The Lady of the Stars found her when she was only an infant, an orphaned ball of molten rock hurtling through the cosmos. She adopted her. Nursed her. Nurtured her. She named her Earth. And in the eons that followed she thrived. Mountains sprang forth from her surface like newly germinated flowers. Water condensed, pooled, bulged into vast sprawling oceans.

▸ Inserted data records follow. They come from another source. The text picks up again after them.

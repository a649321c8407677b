use std::error::Error as StdError;
use std::fmt;

use crate::code::{Code, Info, Kind};

/// Любая ошибка, которую можно обернуть в [`Err`] и передать между потоками.
pub type BoxError = Box<dyn StdError + Send + Sync + 'static>;

/// Метка операции, которая породила или пробросила ошибку, например `scope.Create`.
#[derive(Debug, Clone, PartialEq, Eq, Hash)]
pub struct Op(String);

impl Op {
    /// Создаёт метку операции.
    pub fn new(label: impl Into<String>) -> Self {
        Self(label.into())
    }

    /// Метка как строка.
    pub fn as_str(&self) -> &str {
        &self.0
    }
}

impl fmt::Display for Op {
    fn fmt(&self, f: &mut fmt::Formatter<'_>) -> fmt::Result {
        f.write_str(&self.0)
    }
}

impl From<&str> for Op {
    fn from(value: &str) -> Self {
        Self::new(value)
    }
}

impl From<String> for Op {
    fn from(value: String) -> Self {
        Self(value)
    }
}

/// Необязательные параметры [`Err::new`].
///
/// Все поля задаются один раз при построении ошибки и больше не меняются.
#[derive(Debug, Default)]
pub struct Options {
    /// Явное сообщение; подавляет сообщение кода по умолчанию.
    pub msg: Option<String>,
    /// Метка операции.
    pub op: Option<Op>,
    /// Причина ошибки.
    pub wrapped: Option<BoxError>,
}

impl Options {
    /// Задаёт явное сообщение.
    pub fn with_msg(mut self, msg: impl Into<String>) -> Self {
        self.msg = Some(msg.into());
        self
    }

    /// Задаёт метку операции.
    pub fn with_op(mut self, op: impl Into<Op>) -> Self {
        self.op = Some(op.into());
        self
    }

    /// Задаёт причину ошибки.
    pub fn with_wrap(mut self, err: impl Into<BoxError>) -> Self {
        self.wrapped = Some(err.into());
        self
    }
}

/// Доменная ошибка: обязательный код плюс необязательные сообщение,
/// операция и причина.
///
/// Причины образуют односвязную цепочку, доступную через
/// [`std::error::Error::source`]. Каждая `Err` владеет своей причиной,
/// поэтому цепочка всегда конечна.
#[derive(Debug)]
pub struct Err {
    code: Code,
    msg: Option<String>,
    op: Option<Op>,
    wrapped: Option<BoxError>,
}

impl Err {
    /// Строит ошибку из кода и параметров. Построение не может завершиться
    /// неудачей: незарегистрированный код отображается как `Unknown`.
    pub fn new(code: impl Into<Code>, opts: Options) -> Self {
        Self {
            code: code.into(),
            msg: opts.msg,
            op: opts.op,
            wrapped: opts.wrapped,
        }
    }

    /// Ошибка только с кодом.
    pub fn from_code(code: impl Into<Code>) -> Self {
        Self::new(code, Options::default())
    }

    /// Код ошибки.
    pub fn code(&self) -> Code {
        self.code
    }

    /// Явное сообщение, если задано.
    pub fn msg(&self) -> Option<&str> {
        self.msg.as_deref()
    }

    /// Метка операции, если задана.
    pub fn op(&self) -> Option<&Op> {
        self.op.as_ref()
    }

    /// Метаданные кода (с откатом на `Unknown`).
    pub fn info(&self) -> Info {
        self.code.info()
    }

    /// Категория кода.
    pub fn kind(&self) -> Kind {
        self.info().kind
    }

    /// Причина ошибки (`Unwrap`).
    pub fn wrapped(&self) -> Option<&(dyn StdError + Send + Sync + 'static)> {
        self.wrapped.as_deref()
    }
}

impl fmt::Display for Err {
    fn fmt(&self, f: &mut fmt::Formatter<'_>) -> fmt::Result {
        render(
            f,
            self.op.as_ref().map(Op::as_str),
            self.msg.as_deref(),
            self.code,
            self.wrapped.as_deref().map(|err| err as &dyn StdError),
        )
    }
}

impl StdError for Err {
    fn source(&self) -> Option<&(dyn StdError + 'static)> {
        self.wrapped
            .as_deref()
            .map(|err| err as &(dyn StdError + 'static))
    }
}

/// Склеивает части сообщения: `op: msg: kind: error #N: \n<причина>`.
///
/// Без явного сообщения вместо него выводится сообщение кода по умолчанию,
/// а категория присоединяется через `", "`.
pub(crate) fn render(
    f: &mut fmt::Formatter<'_>,
    op: Option<&str>,
    msg: Option<&str>,
    code: Code,
    wrapped: Option<&dyn StdError>,
) -> fmt::Result {
    let mut out = Joiner { f, empty: true };
    let info = code.info();

    if let Some(op) = op.filter(|op| !op.is_empty()) {
        out.join(": ", op)?;
    }
    match msg.filter(|msg| !msg.is_empty()) {
        Some(msg) => {
            out.join(": ", msg)?;
            out.join(": ", info.kind.as_str())?;
        }
        None => {
            out.join(": ", info.message)?;
            out.join(", ", info.kind.as_str())?;
        }
    }
    out.join(": ", format_args!("error #{code}"))?;

    if let Some(wrapped) = wrapped {
        out.join(": \n", wrapped)?;
    }
    Ok(())
}

struct Joiner<'a, 'b> {
    f: &'a mut fmt::Formatter<'b>,
    empty: bool,
}

impl Joiner<'_, '_> {
    fn join(&mut self, delim: &str, piece: impl fmt::Display) -> fmt::Result {
        if !self.empty {
            self.f.write_str(delim)?;
        }
        self.empty = false;
        write!(self.f, "{piece}")
    }
}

And perhaps Earth’s most important accomplishment: life. First were born the amino acids. Then the single celled organisms. Then the plants and animals. Each form was more complex than the last, and each was assembled under the expectant gaze of The Lady of the Stars. Soon the planet teemed with life. And finally, Earth’s crowning achievement: humanity.
Humans. Her daughter’s children. The Lady swelled with pride. She loved them as her own, spoiled them with all they could ask for and more.
There was peace.
But the Lady had sisters, and they were jealous, for they were barren and could have no children of their own.
“I’m like you,” she protested when they confronted her. “Earth was not my own. I adopted her. Can you not scour the cosmos for your own adopted children?”
But they were too consumed by their hatred to hear her words. Instead they bound her, cast her outside the boundaries of space and time. Earth became distressed, torn by the competing interests of the Lady’s sisters. Humans mirrored their divisions and formed divisions of their own. There were wars. People died. Earth rumbled in pain.
The Lady, hearing her daughter’s distant cries, was overcome by grief. She broke the chains that bound her, and today she runs toward her child, toward her grandchildren.
Will she come too late?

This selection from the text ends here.